O Brasil e o Suriname compartilham uma história marcada pelo colonialismo, pela escravidão e pelas migrações forçadas, cenário revisitado por Cynthia McLeod em “Quão Dispendioso Foi o Açúcar?”.
Na obra, McLeod se dedica à tarefa de restaurar as memórias da escravidão, narrando uma vez que o luxo e o conforto das famílias brancas foram erguidos à custa do sofrimento das pessoas escravizadas no Suriname colonial.
Publicado originalmente em 1987 e agora lançado em português pela editora Pinard, o romance consagrou-a uma vez que a principal voz literária do Suriname.
Ambientado no século 18, o livro revisita o período das plantações de cana sob domínio holandês, entrelaçando história e ficção ao resgatar possibilidades de existência que se tentou extinguir ao reduzir as vidas negras à sujeição.
Entre o gulosice do açúcar e o amargo da legado colonial, articulam-se memórias de dor e resistência —o preço do sofrimento inscrito nas dobras da história. A narrativa conduz o leitor entre o factual e o literário, reescrevendo o registo histórico e deslocando vozes do silenciamento.
Com uma voz narrativa atenta, o enredo gira em torno de duas jovens da classe dominante: Sarith, judia, ambiciosa e abusiva, e Elza, sua meia-irmã, sensível e sátira aos abusos. Em paralelo, capítulos sobre pessoas escravizadas —uma vez que Maisa, Mini-Mini e Alex— subvertem a perspectiva de narrar somente a sujeição, evidenciando autoconsciência e formas sutis de resistência.
Por meio de personagens entrecortadas por diálogos reveladores e notas tradutórias que ampliam a densidade da trama, o romance aborda relações de poder entre holandeses, judeus e pessoas escravizadas, atravessadas por amores proibidos, violências e dilemas morais.

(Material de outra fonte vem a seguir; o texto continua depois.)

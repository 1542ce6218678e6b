//! # collab-database
//!
//! PostgreSQL connection management, migrations, and the credential
//! store backing the CollabVoice auth service.
//!
//! The [`store::CredentialStore`] trait is the seam between the auth
//! logic and persistence: [`repositories::user::PgCredentialStore`] is
//! the production implementation, [`memory::MemoryCredentialStore`] the
//! single-node/test implementation.

pub mod memory;
pub mod postgres;
pub mod repositories;
pub mod store;

pub use memory::MemoryCredentialStore;
pub use repositories::user::PgCredentialStore;
pub use store::CredentialStore;
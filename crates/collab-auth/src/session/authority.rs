//! The session authority — mints and validates session tokens and
//! enforces the single-active-session policy.

use std::sync::Arc;

use chrono::{DateTime, Utc};
use tracing::info;
use uuid::Uuid;

use collab_core::error::AppError;
use collab_database::store::CredentialStore;
use collab_entity::user::User;

use crate::jwt::{JwtDecoder, JwtEncoder};

/// A minted session: the opaque session id plus the signed bearer token.
#[derive(Debug, Clone, serde::Serialize, serde::Deserialize)]
pub struct SessionHandle {
    /// The session id persisted as the user's current session marker.
    pub session_id: Uuid,
    /// The signed bearer token held by the client.
    pub token: String,
    /// Token expiration timestamp.
    pub expires_at: DateTime<Utc>,
}

/// Mints session tokens and validates them against the stored marker.
///
/// Stateless between requests: every call reads and writes only the
/// credential store. Revocation is a single overwrite of the per-user
/// session marker; there is no revocation list and no per-token state.
#[derive(Clone)]
pub struct SessionAuthority {
    /// Credential store holding the per-user session marker.
    store: Arc<dyn CredentialStore>,
    /// Token encoder.
    encoder: JwtEncoder,
    /// Token decoder.
    decoder: JwtDecoder,
}

impl std::fmt::Debug for SessionAuthority {
    fn fmt(&self, f: &mut std::fmt::Formatter<'_>) -> std::fmt::Result {
        f.debug_struct("SessionAuthority").finish()
    }
}

impl SessionAuthority {
    /// Creates a new session authority.
    pub fn new(store: Arc<dyn CredentialStore>, encoder: JwtEncoder, decoder: JwtDecoder) -> Self {
        Self {
            store,
            encoder,
            decoder,
        }
    }

    /// Mints a fresh session for the user.
    ///
    /// Generates an unguessable session id, persists it as the user's
    /// current session marker (overwriting any prior value — this is the
    /// revocation point), and signs a token embedding it. Every token
    /// issued under the previous marker is superseded atomically. Under
    /// concurrent logins for the same user the last writer wins.
    pub async fn create_session(&self, user: &User) -> Result<SessionHandle, AppError> {
        let session_id = Uuid::new_v4();

        self.store
            .set_current_session(user.id, Some(session_id))
            .await?;

        let signed = self.encoder.generate_token(user.id, session_id)?;

        info!(user_id = user.id, session_id = %session_id, "Session created");

        Ok(SessionHandle {
            session_id,
            token: signed.token,
            expires_at: signed.expires_at,
        })
    }

    /// Validates a bearer token and resolves its user.
    ///
    /// Checks, in order: signature and expiry, subject existence, and
    /// finally that the token's session id equals the user's current
    /// session marker. A newer login elsewhere therefore invalidates
    /// older tokens even while they are still time-valid.
    pub async fn validate(&self, token: &str) -> Result<User, AppError> {
        let claims = self.decoder.decode_token(token)?;

        let user = self
            .store
            .find_by_id(claims.user_id())
            .await?
            .ok_or_else(|| AppError::user_not_found("Token subject no longer exists"))?;

        match user.current_session_id {
            Some(current) if current == claims.session_id() => Ok(user),
            _ => Err(AppError::session_superseded(
                "Token belongs to a superseded session",
            )),
        }
    }

    /// Ends the user's current session by clearing the marker.
    ///
    /// Any previously issued token fails validation afterwards.
    pub async fn end_session(&self, user: &User) -> Result<(), AppError> {
        self.store.set_current_session(user.id, None).await?;
        info!(user_id = user.id, "Session ended");
        Ok(())
    }

    /// Invalidates every other outstanding session by minting a new one.
    ///
    /// Identical to [`create_session`](Self::create_session): since only
    /// one session marker exists per user, replacing it revokes all
    /// other tokens as a side effect.
    pub async fn invalidate_others(&self, user: &User) -> Result<SessionHandle, AppError> {
        self.create_session(user).await
    }
}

Conferindo humanidade às vidas negras, McLeod ressalta o afeto e a inventividade diante das opressões. Sua escrita expõe as dinâmicas entre colonialismo, raça e gênero, que oprimiam mormente as mulheres escravizadas.
Convém observar que “Quão Dispendioso Foi o Açúcar?” ainda preserva o uso das palavras “servo” e “escrava”, recordando de forma explícita a exigência a que foram submetidas as pessoas negras nas “plantations” do Suriname.

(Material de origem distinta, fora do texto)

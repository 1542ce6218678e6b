//! OAuth provider configuration.

use serde::{Deserialize, Serialize};

/// OAuth settings for all supported providers.
///
/// A provider with no configuration section is treated as unconfigured
/// and its login endpoint answers with an upstream error.
#[derive(Debug, Clone, Default, Serialize, Deserialize)]
pub struct OAuthConfig {
    /// GitHub OAuth application settings.
    pub github: Option<ProviderConfig>,
    /// Google OAuth application settings.
    pub google: Option<ProviderConfig>,
    /// Timeout for outbound provider calls, in seconds.
    #[serde(default = "default_http_timeout")]
    pub http_timeout_seconds: u64,
}

/// Per-provider OAuth application credentials and endpoints.
///
/// The endpoint URLs default to the provider's public API and are
/// overridable so tests can point at a local stub.
#[derive(Debug, Clone, Serialize, Deserialize)]
pub struct ProviderConfig {
    /// OAuth application client id.
    pub client_id: String,
    /// OAuth application client secret.
    pub client_secret: String,
    /// Redirect URI registered with the provider.
    pub redirect_uri: String,
    /// Token-exchange endpoint override.
    pub token_url: Option<String>,
    /// Profile endpoint override.
    pub profile_url: Option<String>,
    /// Secondary email-listing endpoint override (GitHub).
    pub emails_url: Option<String>,
}

fn default_http_timeout() -> u64 {
    10
}
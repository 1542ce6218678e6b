//! The provider client trait and shared profile type.

use async_trait::async_trait;

use collab_core::config::oauth::OAuthConfig;
use collab_core::error::AppError;
use collab_entity::user::Provider;

/// Identity data resolved from a provider after a successful exchange.
#[derive(Debug, Clone, PartialEq, Eq)]
pub struct ProviderProfile {
    /// The provider's stable identity id.
    pub provider_user_id: String,
    /// Primary email, if the provider disclosed one.
    pub email: Option<String>,
    /// Provider login/handle, if any.
    pub login: Option<String>,
    /// Avatar URL, if any.
    pub avatar_url: Option<String>,
    /// The provider access token obtained from the exchange.
    pub access_token: String,
}

/// A provider's token-exchange and profile endpoints.
///
/// Implementations perform the outbound HTTP calls with a bounded
/// timeout; a rejection surfaces the provider's error payload.
#[async_trait]
pub trait OAuthProvider: Send + Sync + 'static {
    /// Which provider this client talks to.
    fn name(&self) -> Provider;

    /// Exchanges a one-time authorization code for an access token.
    async fn exchange_code(&self, code: &str) -> Result<String, AppError>;

    /// Fetches the identity profile behind an access token.
    ///
    /// Providers that withhold email from the profile endpoint fall
    /// back to their email-listing endpoint internally; `email` stays
    /// `None` only when no usable address exists at all.
    async fn fetch_profile(&self, access_token: &str) -> Result<ProviderProfile, AppError>;
}

/// Builds the shared HTTP client for provider calls.
pub(crate) fn build_http_client(config: &OAuthConfig) -> Result<reqwest::Client, AppError> {
    reqwest::Client::builder()
        .timeout(std::time::Duration::from_secs(config.http_timeout_seconds))
        .user_agent(concat!("collabvoice/", env!("CARGO_PKG_VERSION")))
        .build()
        .map_err(|e| AppError::with_source(
            collab_core::error::ErrorKind::Upstream,
            "Failed to build OAuth HTTP client",
            e,
        ))
}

Por outro lado, também revela a consciência dessas pessoas sobre o horror e o dispêndio da riqueza colonial: “tudo obtido com a escravidão… quão dispendioso tudo isso era, o preço pago pelo moca e pelo açúcar”, resultando em “túmulos de centenas de escravos sem nome”.
Mesmo diante da desumanização, McLeod recorre à fabulação uma vez que gesto capaz de dar dimensão estética e política à literatura produzida por mulheres caribenhas e latino-americanas, “desarticulando” o historicismo e conduzindo o passado-presente à reimaginação sátira.

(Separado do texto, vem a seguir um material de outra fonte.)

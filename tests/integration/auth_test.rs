//! Integration tests for registration, login, verify and logout.

mod helpers;

use http::StatusCode;
use serde_json::json;

use helpers::TestApp;

#[tokio::test]
async fn test_index_is_live() {
    let app = TestApp::new();

    let response = app.request("GET", "/", None, None).await;
    assert_eq!(response.status, StatusCode::OK);
}

#[tokio::test]
async fn test_health_endpoint() {
    let app = TestApp::new();

    let response = app.request("GET", "/api/health", None, None).await;
    assert_eq!(response.status, StatusCode::OK);
    assert_eq!(response.body["status"], "healthy");
}

#[tokio::test]
async fn test_register_success() {
    let app = TestApp::new();

    let body = json!({
        "username": "alice",
        "email": "alice@x.com",
        "password": "hunter2!",
    });
    let response = app.request("POST", "/api/auth/register", Some(body), None).await;

    assert_eq!(response.status, StatusCode::CREATED, "{:?}", response.body);
    assert_eq!(response.body["message"], "Registration successful");
    assert_eq!(response.body["user"]["id"], 1);
    assert_eq!(response.body["user"]["username"], "alice");
    assert_eq!(response.body["user"]["email"], "alice@x.com");
    assert_eq!(response.body["user"]["has_github_access"], false);
    assert!(response.body["user"].get("password_hash").is_none());
    assert!(!response.token().is_empty());

    let cookies = response.set_cookies();
    assert!(
        cookies.iter().any(|c| c.starts_with("auth_token=") && c.contains("HttpOnly")),
        "No auth cookie set: {:?}",
        cookies
    );
}

#[tokio::test]
async fn test_register_missing_fields() {
    let app = TestApp::new();

    let response = app
        .request(
            "POST",
            "/api/auth/register",
            Some(json!({ "username": "alice" })),
            None,
        )
        .await;

    assert_eq!(response.status, StatusCode::BAD_REQUEST);
    assert_eq!(response.body["error"], "VALIDATION_ERROR");
}

#[tokio::test]
async fn test_register_invalid_email() {
    let app = TestApp::new();

    let body = json!({
        "username": "alice",
        "email": "not-an-email",
        "password": "hunter2!",
    });
    let response = app.request("POST", "/api/auth/register", Some(body), None).await;

    assert_eq!(response.status, StatusCode::BAD_REQUEST);
    assert_eq!(response.body["error"], "VALIDATION_ERROR");
}

#[tokio::test]
async fn test_register_duplicate_email() {
    let app = TestApp::new();
    app.register("alice", "alice@x.com", "hunter2!").await;

    let body = json!({
        "username": "other",
        "email": "ALICE@X.COM",
        "password": "hunter2!",
    });
    let response = app.request("POST", "/api/auth/register", Some(body), None).await;

    assert_eq!(response.status, StatusCode::BAD_REQUEST);
    assert_eq!(response.body["error"], "CONFLICT");
    assert_eq!(response.body["message"], "Email already registered");
}

#[tokio::test]
async fn test_register_duplicate_username() {
    let app = TestApp::new();
    app.register("alice", "alice@x.com", "hunter2!").await;

    let body = json!({
        "username": "alice",
        "email": "other@x.com",
        "password": "hunter2!",
    });
    let response = app.request("POST", "/api/auth/register", Some(body), None).await;

    assert_eq!(response.status, StatusCode::BAD_REQUEST);
    assert_eq!(response.body["error"], "CONFLICT");
    assert_eq!(response.body["message"], "Username already taken");
}

#[tokio::test]
async fn test_login_unknown_email_suggests_signup() {
    let app = TestApp::new();

    let body = json!({ "email": "ghost@x.com", "password": "hunter2!" });
    let response = app.request("POST", "/api/auth/login", Some(body), None).await;

    assert_eq!(response.status, StatusCode::NOT_FOUND);
    assert_eq!(response.body["suggest_signup"], true);
}

#[tokio::test]
async fn test_login_wrong_password() {
    let app = TestApp::new();
    app.register("alice", "alice@x.com", "hunter2!").await;

    let body = json!({ "email": "alice@x.com", "password": "wrong" });
    let response = app.request("POST", "/api/auth/login", Some(body), None).await;

    assert_eq!(response.status, StatusCode::UNAUTHORIZED);
    assert_eq!(response.body["error"], "UNAUTHORIZED");
    assert_eq!(response.body["message"], "Unauthorized");
}

#[tokio::test]
async fn test_login_missing_fields() {
    let app = TestApp::new();

    let response = app
        .request(
            "POST",
            "/api/auth/login",
            Some(json!({ "email": "alice@x.com" })),
            None,
        )
        .await;

    assert_eq!(response.status, StatusCode::BAD_REQUEST);
    assert_eq!(response.body["error"], "VALIDATION_ERROR");
}

#[tokio::test]
async fn test_login_success() {
    let app = TestApp::new();
    app.register("alice", "alice@x.com", "hunter2!").await;

    let body = json!({ "email": "alice@x.com", "password": "hunter2!" });
    let response = app.request("POST", "/api/auth/login", Some(body), None).await;

    assert_eq!(response.status, StatusCode::OK, "{:?}", response.body);
    assert_eq!(response.body["message"], "Login successful");
    assert_eq!(response.body["user"]["username"], "alice");
    assert!(!response.token().is_empty());
}

#[tokio::test]
async fn test_verify_with_bearer_token() {
    let app = TestApp::new();
    let token = app.register("alice", "alice@x.com", "hunter2!").await;

    let response = app
        .request("GET", "/api/auth/verify", None, Some(&token))
        .await;

    assert_eq!(response.status, StatusCode::OK, "{:?}", response.body);
    assert_eq!(response.body["user"]["username"], "alice");
    assert_eq!(response.body["user"]["email"], "alice@x.com");
}

#[tokio::test]
async fn test_verify_with_cookie() {
    let app = TestApp::new();
    let token = app.register("alice", "alice@x.com", "hunter2!").await;

    let response = app
        .request_with_cookie("GET", "/api/auth/verify", &token)
        .await;

    assert_eq!(response.status, StatusCode::OK, "{:?}", response.body);
    assert_eq!(response.body["user"]["username"], "alice");
}

#[tokio::test]
async fn test_verify_without_token() {
    let app = TestApp::new();

    let response = app.request("GET", "/api/auth/verify", None, None).await;

    assert_eq!(response.status, StatusCode::UNAUTHORIZED);
    assert_eq!(response.body["error"], "UNAUTHORIZED");
}

#[tokio::test]
async fn test_verify_garbage_token() {
    let app = TestApp::new();
    app.register("alice", "alice@x.com", "hunter2!").await;

    let response = app
        .request("GET", "/api/auth/verify", None, Some("not.a.jwt"))
        .await;

    assert_eq!(response.status, StatusCode::UNAUTHORIZED);
    assert_eq!(response.body["error"], "UNAUTHORIZED");
}

#[tokio::test]
async fn test_logout_invalidates_token_and_clears_cookie() {
    let app = TestApp::new();
    let token = app.register("alice", "alice@x.com", "hunter2!").await;

    let response = app
        .request("POST", "/api/auth/logout", None, Some(&token))
        .await;
    assert_eq!(response.status, StatusCode::OK, "{:?}", response.body);
    assert_eq!(response.body["message"], "Logged out successfully");

    // Logout was bearer-authenticated, yet the removal cookie must still
    // be sent for clients that hold one from a browser login.
    let cookies = response.set_cookies();
    assert!(
        cookies
            .iter()
            .any(|c| c.starts_with("auth_token=") && c.contains("Max-Age=0")),
        "No clearing cookie: {:?}",
        cookies
    );

    let verify = app
        .request("GET", "/api/auth/verify", None, Some(&token))
        .await;
    assert_eq!(verify.status, StatusCode::UNAUTHORIZED);
}

#[tokio::test]
async fn test_logout_requires_auth() {
    let app = TestApp::new();

    let response = app.request("POST", "/api/auth/logout", None, None).await;
    assert_eq!(response.status, StatusCode::UNAUTHORIZED);
}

Em “Quão Dispendioso Foi o Açúcar?” , o leitor é confrontado com o açúcar uma vez que commodity da tortura, símbolo de prosperidade sustentada pelo sangue preto, e com a hipocrisia moral da escol colonial. Sua tradução é indispensável ao ampliar o alcance da literatura surinamesa e o diálogo com outros países e autoras da América do Sul.
Organizado em capítulos curtos, o romance conquista os silêncios dos arquivos, preenchendo-os com a resistência negra dos “marrons”, “Alukus” e “Bonis”. Reafirma que, mesmo sob a vexação, os escravizados construíram projetos de liberdade e alerta que uma país sem memória repete os erros do pretérito.
É um libido de liberdade que desestabilizava o sistema —”os mais de 800 militares, com todas as suas armas, não conseguiam enfrentar os tapume de 300 Alukus”.
Ler esse livro é revisitar vestígios do pretérito para reconhecer que o gulosice sabor do açúcar foi amargo para milhões de vidas negras, com marca das mutilações, sonhos amputados, violação de corpos, mas, ao mesmo tempo, luta por honra.
A obra reafirma a literatura uma vez que espaço da memória “afrodiaspórica”, fazendo repercutir as vozes daqueles que não puderam praticar o “Winti Dansi”, amar seus amores, “maternar” filhos e viver livres. Uma vez que adverte Christina Sharpe, “a escravização transatlântica foi e é o sinistro”, e seu resquício amargo ainda persiste.
“Quão Dispendioso Foi o Açúcar?” convoca o tempo da reescrita na compreensão das feridas históricas que nos constituem na diáspora.